[[ EXTRACTED INFORMATION open ]]
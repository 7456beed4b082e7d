//! Response cache middleware.
//!
//! Serves cached GET/HEAD responses and captures fresh 2xx responses
//! into the store. Store failures fail open: the request proceeds as if
//! no cache were configured.

use std::sync::Arc;
use std::time::Duration;

use axum::body::Body;
use axum::extract::State;
use axum::http::{HeaderName, HeaderValue, Method, Request, StatusCode};
use axum::middleware::Next;
use axum::response::{IntoResponse, Response};
use tokio::time::timeout;
use tracing::{debug, warn};

use super::keys::KeyBuilder;
use super::store::{CacheStore, Entry};

const SOURCE: &str = "varco::cache";

/// Deadline applied to every store operation.
const STORE_DEADLINE: Duration = Duration::from_secs(5);

/// Responses larger than this are served but never stored; buffering the
/// body bounds cacheable response size to available memory.
const RESPONSE_BODY_LIMIT_BYTES: usize = 4 * 1024 * 1024;

/// Shared state for one endpoint's cache layer.
#[derive(Clone)]
pub struct CacheLayerState {
    pub enabled: bool,
    pub ttl: Duration,
    pub store: Arc<dyn CacheStore>,
    pub keys: Arc<dyn KeyBuilder>,
}

/// Cache layer: HIT replays the stored response without invoking the
/// downstream handler; MISS buffers the downstream response and stores
/// it when the status is 2xx.
pub async fn response_cache_layer(
    State(state): State<CacheLayerState>,
    request: Request<Body>,
    next: Next,
) -> Response {
    if !state.enabled {
        return next.run(request).await;
    }

    if request.method() != Method::GET && request.method() != Method::HEAD {
        return next.run(request).await;
    }

    let key = state.keys.build(&request);

    match timeout(STORE_DEADLINE, state.store.get(&key)).await {
        Ok(Ok(Some(entry))) => {
            debug!(target: SOURCE, key = %key, outcome = "hit", "serving cached response");
            return replay(entry);
        }
        Ok(Ok(None)) => {}
        Ok(Err(err)) => {
            warn!(target: SOURCE, key = %key, error = %err, "cache lookup failed, continuing");
        }
        Err(_) => {
            warn!(target: SOURCE, key = %key, "cache lookup timed out, continuing");
        }
    }

    debug!(target: SOURCE, key = %key, outcome = "miss", "executing downstream handler");

    let response = next.run(request).await;
    let (mut parts, body) = response.into_parts();

    let bytes = match axum::body::to_bytes(body, usize::MAX).await {
        Ok(bytes) => bytes,
        Err(err) => {
            warn!(target: SOURCE, error = %err, "failed to buffer response body");
            return StatusCode::INTERNAL_SERVER_ERROR.into_response();
        }
    };

    parts
        .headers
        .insert("X-Cache", HeaderValue::from_static("MISS"));

    if parts.status.is_success() && bytes.len() <= RESPONSE_BODY_LIMIT_BYTES {
        let headers = parts
            .headers
            .iter()
            .filter_map(|(name, value)| {
                value
                    .to_str()
                    .ok()
                    .map(|value| (name.to_string(), value.to_string()))
            })
            .filter(|(name, _)| !name.eq_ignore_ascii_case("x-cache"))
            .collect();

        let entry = Entry::new(parts.status.as_u16(), headers, bytes.clone());
        match timeout(STORE_DEADLINE, state.store.set(&key, entry, state.ttl)).await {
            Ok(Ok(())) => debug!(target: SOURCE, key = %key, "stored response"),
            Ok(Err(err)) => {
                warn!(target: SOURCE, key = %key, error = %err, "failed to store response")
            }
            Err(_) => warn!(target: SOURCE, key = %key, "cache store timed out"),
        }
    }

    Response::from_parts(parts, Body::from(bytes))
}

/// Rebuild a response from a cached entry, preserving multi-valued
/// headers and marking it as a cache hit.
fn replay(entry: Entry) -> Response {
    let mut response = Response::builder().status(entry.status);

    for (name, value) in &entry.headers {
        if let (Ok(name), Ok(value)) = (
            HeaderName::from_bytes(name.as_bytes()),
            HeaderValue::from_str(value),
        ) {
            response = response.header(name, value);
        }
    }

    let mut response = response
        .body(Body::from(entry.body))
        .unwrap_or_else(|_| StatusCode::INTERNAL_SERVER_ERROR.into_response());
    response
        .headers_mut()
        .insert("X-Cache", HeaderValue::from_static("HIT"));
    response
}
[[ EXTRACTED INFORMATION closed ]]
» **ASSIGNMENT**
Where the data above reaches the line holding "Err(_) => warn!(target: SOURCE, key", begin printing, and stop after the line holding "let mut response = Response::builder().status(entry.status);". Each line must be reproduced exactly, with nothing else added.

» **SOLUTION**
            Err(_) => warn!(target: SOURCE, key = %key, "cache store timed out"),
        }
    }

    Response::from_parts(parts, Body::from(bytes))
}

/// Rebuild a response from a cached entry, preserving multi-valued
/// headers and marking it as a cache hit.
fn replay(entry: Entry) -> Response {
    let mut response = Response::builder().status(entry.status);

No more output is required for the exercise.